Dwa tygodnie temu ogłosiliśmy konkurs artystyczny, w którym główną nagrodą jest najnowszy ultimate skin, czyli DJ Sona (KLIK). Dzisiaj nastał czas na ogłoszenie wyników.
Kilka słów wstępu – po raz kolejny zachwycacie nas swoimi zdolnościami. Jest to drugi taki konkurs artystyczny i drugi raz czujemy się pozytywnie zaskoczeni Waszymi umiejętnościami. Świetnych prac było mnóstwo, a wybranie tej jednej najlepszej stanowiło dla nas nie lada wyczyn. Jesteśmy pewni, że wynik nie zadowoli każdego, lecz jak już wspomniałem – doskonałych prac jest zbyt wiele i tak naprawdę wielu z Was zasługuje na zwycięstwo.
Zanim poznamy zwycięzcę konkursu przestawimy kilka prac wyróżnionych. Jeśli chcecie od razu poznać zwycięzcę, przewińcie wpis na sam dół (lecz gorąco zalecam poznanie najpierw prac wyróżnionych).
Pliki graficzne
Właśnie w tym elemencie nas najbardziej zaskoczyliście! Zdecydowaliśmy się wynagrodzić wszystkie osoby, które podesłały graficzne prace w formie odrębnego wpisu, w którym przedstawimy galerię z wszystkimi grafikami, które przeszły wstępną selekcję. Poniżej zamieszczamy cztery prace, które posłużą jako zwiastun tego, co Was czeka po kliknięciu (KLIK).

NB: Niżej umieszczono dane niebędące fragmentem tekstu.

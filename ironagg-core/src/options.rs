// ironagg-core/src/options.rs
// $group execution options: memory budget, spilling, sort-key sharing

use serde::Deserialize;
use std::path::PathBuf;

/// Default `$group` memory budget (100 MiB)
pub const DEFAULT_MAX_MEMORY_BYTES: usize = 100 * 1024 * 1024;

/// Options for one `$group` execution
///
/// Loadable from JSON with camelCase keys, e.g.
/// `{"maxMemoryBytes": 1048576, "allowDiskUse": true}`.
#[derive(Debug, Clone, Deserialize)]
#[serde(default, rename_all = "camelCase", deny_unknown_fields)]
pub struct GroupOptions {
    /// Approximate bytes of group state held in memory before spilling
    pub max_memory_bytes: usize,

    /// Spill to temporary files instead of failing when over budget
    pub allow_disk_use: bool,

    /// Directory for spill files; the system temp dir when unset
    pub spill_dir: Option<PathBuf>,

    /// Share one selector among accumulators with equivalent sort specifications
    pub share_sort_keys: bool,
}

impl Default for GroupOptions {
    fn default() -> Self {
        GroupOptions {
            max_memory_bytes: DEFAULT_MAX_MEMORY_BYTES,
            allow_disk_use: false,
            spill_dir: None,
            share_sort_keys: true,
        }
    }
}

impl GroupOptions {
    pub fn new() -> Self {
        Self::default()
    }

    pub fn with_max_memory_bytes(mut self, bytes: usize) -> Self {
        self.max_memory_bytes = bytes;
        self
    }

    pub fn with_allow_disk_use(mut self, allow: bool) -> Self {
        self.allow_disk_use = allow;
        self
    }

    pub fn with_spill_dir(mut self, dir: impl Into<PathBuf>) -> Self {
        self.spill_dir = Some(dir.into());
        self
    }

    pub fn with_share_sort_keys(mut self, share: bool) -> Self {
        self.share_sort_keys = share;
        self
    }
}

Autorami powyższych prac są: Panthera, Trechot, Blond@rt oraz BeshiChan. Aby zobaczyć więcej grafik, sprawdźcie wpis poświęcony specjalnie dla nich (KLIK).
Praca na cztery łapy
Dodatkowo w formie bonusu chciałbym przedstawić Wam pomysł jednej z naszych użytkowniczek o pseudonimie Bushua. Wykonała ona zdjęcia Kota Lucjana, a następnie połączyła z motywem DJ Sony.

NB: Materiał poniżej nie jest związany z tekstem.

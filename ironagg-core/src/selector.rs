// ironagg-core/src/selector.rs
// N-best selection backing $top, $bottom, $topN and $bottomN

use crate::sort_key::SortKey;
use serde::{Deserialize, Serialize};
use std::cmp::Ordering;
use std::collections::BinaryHeap;

/// Which end of the sortBy order a selector keeps
#[derive(Debug, Clone, Copy, PartialEq, Eq, Hash, Serialize, Deserialize)]
pub enum Sense {
    /// First N in sortBy order
    Top,
    /// Last N in sortBy order
    Bottom,
}

/// A retained entry. `Ord` ranks entries so that the heap maximum is the
/// entry closest to eviction.
#[derive(Debug, Clone, Serialize, Deserialize)]
struct Ranked<T> {
    key: SortKey,
    seq: u64,
    bottom: bool,
    item: T,
}

impl<T> Ord for Ranked<T> {
    fn cmp(&self, other: &Self) -> Ordering {
        let by_key = if self.bottom {
            other.key.cmp(&self.key)
        } else {
            self.key.cmp(&other.key)
        };
        // Earlier arrival always ranks better
        by_key.then(self.seq.cmp(&other.seq))
    }
}

impl<T> PartialOrd for Ranked<T> {
    fn partial_cmp(&self, other: &Self) -> Option<Ordering> {
        Some(self.cmp(other))
    }
}

impl<T> PartialEq for Ranked<T> {
    fn eq(&self, other: &Self) -> bool {
        self.cmp(other) == Ordering::Equal
    }
}

impl<T> Eq for Ranked<T> {}

/// Outcome of [`BoundedSelector::offer`]
#[derive(Debug)]
pub enum Offer<T> {
    /// Retained without displacing anything
    Kept,
    /// Retained; the displaced entry is handed back
    Replaced(SortKey, T),
    /// Not retained; the item is handed back
    Rejected(T),
}

impl<T> Offer<T> {
    pub fn is_retained(&self) -> bool {
        !matches!(self, Offer::Rejected(_))
    }
}

/// Keeps the N most extreme entries seen so far for one sort specification
///
/// Entries are offered with an arrival sequence number; among equal keys the
/// entry that arrived first is retained, and an equal key never evicts.
/// `T` is whatever the caller needs at finalize time: the coordinator keeps
/// the whole document so every sharing accumulator can evaluate its own
/// output expression, the merging node keeps a single output value.
///
/// # Examples
///
/// ```
/// use ironagg_core::selector::{BoundedSelector, Sense};
/// use ironagg_core::sort_key::SortSpec;
/// use ironagg_core::value::Document;
/// use serde_json::json;
///
/// let spec = SortSpec::from_json(&json!({"y": -1})).unwrap();
/// let mut selector = BoundedSelector::new(Sense::Top, 2);
/// for (seq, y) in [10, 1000, 3, 300].into_iter().enumerate() {
///     let doc = Document::from_json(&json!({"y": y})).unwrap();
///     selector.offer(spec.extract(&doc), seq as u64, y);
/// }
/// let best: Vec<i32> = selector.finalize().into_iter().map(|(_, y)| *y).collect();
/// assert_eq!(best, vec![1000, 300]);
/// ```
#[derive(Debug, Clone, Serialize, Deserialize)]
pub struct BoundedSelector<T> {
    sense: Sense,
    n: usize,
    heap: BinaryHeap<Ranked<T>>,
}

impl<T> BoundedSelector<T> {
    /// Create an empty selector keeping at most `n` entries (`n >= 1`)
    pub fn new(sense: Sense, n: usize) -> Self {
        BoundedSelector {
            sense,
            n,
            heap: BinaryHeap::with_capacity(n.min(1024)),
        }
    }

    pub fn sense(&self) -> Sense {
        self.sense
    }

    pub fn n(&self) -> usize {
        self.n
    }

    pub fn len(&self) -> usize {
        self.heap.len()
    }

    pub fn is_empty(&self) -> bool {
        self.heap.is_empty()
    }

    pub fn is_full(&self) -> bool {
        self.heap.len() >= self.n
    }

    /// Offer an entry
    pub fn offer(&mut self, key: SortKey, seq: u64, item: T) -> Offer<T> {
        if self.n == 0 {
            return Offer::Rejected(item);
        }

        let candidate = Ranked {
            key,
            seq,
            bottom: self.sense == Sense::Bottom,
            item,
        };

        if self.heap.len() < self.n {
            self.heap.push(candidate);
            return Offer::Kept;
        }

        match self.heap.peek_mut() {
            Some(mut worst) if candidate < *worst => {
                let evicted = std::mem::replace(&mut *worst, candidate);
                Offer::Replaced(evicted.key, evicted.item)
            }
            _ => Offer::Rejected(candidate.item),
        }
    }

    /// Retained entries in output order, without consuming them
    ///
    /// Output is always in sortBy order; entries with equal keys appear in
    /// arrival order. Calling this repeatedly yields the same result.
    pub fn finalize(&self) -> Vec<(&SortKey, &T)> {
        let mut entries: Vec<&Ranked<T>> = self.heap.iter().collect();
        entries.sort_by(|a, b| a.key.cmp(&b.key).then(a.seq.cmp(&b.seq)));
        entries.into_iter().map(|r| (&r.key, &r.item)).collect()
    }

    /// The single entry `$top`/`$bottom` report
    ///
    /// For a bottom selector of size one this is the last entry in sortBy
    /// order, which is also the only one retained.
    pub fn finalize_single(&self) -> Option<&T> {
        let entries = self.finalize();
        match self.sense {
            Sense::Top => entries.first().map(|(_, item)| *item),
            Sense::Bottom => entries.last().map(|(_, item)| *item),
        }
    }

    /// Fold another selector's entries in, keeping their sequence numbers
    pub fn absorb(&mut self, other: BoundedSelector<T>) {
        for ranked in other.heap.into_vec() {
            self.offer(ranked.key, ranked.seq, ranked.item);
        }
    }

    pub fn approx_size(&self, item_size: impl Fn(&T) -> usize) -> usize {
        self.heap
            .iter()
            .map(|r| r.key.approx_size() + item_size(&r.item) + 24)
            .sum::<usize>()
            + 32
    }
}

P.S: Pozdrawiamy serdecznie Pana Lucjana! :3
Pozostałe prace
Poza graficznymi otrzymaliśmy także wiele innych rodzajów prac, które bardzo chcemy wyróżnić.
Użytkownik Aurea Avis przesłał do nas świetnie napisaną historyjkę opowiadającą o DJ Sonie. Kliknijcie w poniższy przycisk, by ujrzeć ową pracę.
Aurea Avis - DJ Sona
Każdy dźwięk jest muzyką. Każda dusza jest melodią. Każde życie jest symfonią. Dziewczyna wiedziała to od urodzenia i korzystała z tego pełnymi garściami we wszystkich momentach swego istnienia. Dla pozbawionej zdolności mowy sieroty gra na instrumentach była jedynym środkiem kontaktu z otoczeniem. Dźwięki, które tworzyła były niedoścignione w swej doskonałości, posłuszne na każdy rozkaz młodego wirtuoza. Tak samo jak ci, którzy słuchali tej muzyki.
Cicha bogini dźwięku.
Milcząca muza.
Królowa panująca poprzez melodię.
DJ nadający rytm zabawie zwanej światem.
Zawieszone na kablach i mocnych plastikowych linkach jasno świecące jarzeniówki szemrały pod wpływem przepływającej przez nie elektryczności jakby setki trzepoczących owadzich skrzydeł. Biało-fioletowy sztuczny materiał obcisłego kombinezonu wsuwał się na idealne i nieskazitelne ciało z niemal niesłyszalnym szumem dopełnionym nieporównywalnie dźwięczniejszym zgrzytem zamka błyskawicznego. Drobna metalowa końcówka uderzyła delikatnie o zamknięte ząbki suwaka cichutko przy tym dzwoniąc. Skrzętnie skrywające w swoim wnętrzu szklane, pełne napięcia tajemnicze dźwięki srebrzyste lustro wiernie odbijało obraz pięknej młodej kobiety. Niesamowicie błękitne oczy dziewczyny, podobne do dwóch uwięzionych w pierścieniach tęczówek skrawków letniego nieba były nieobecne, jakby całą uwagę poświęciła nasłuchiwaniu otaczającego ją świata.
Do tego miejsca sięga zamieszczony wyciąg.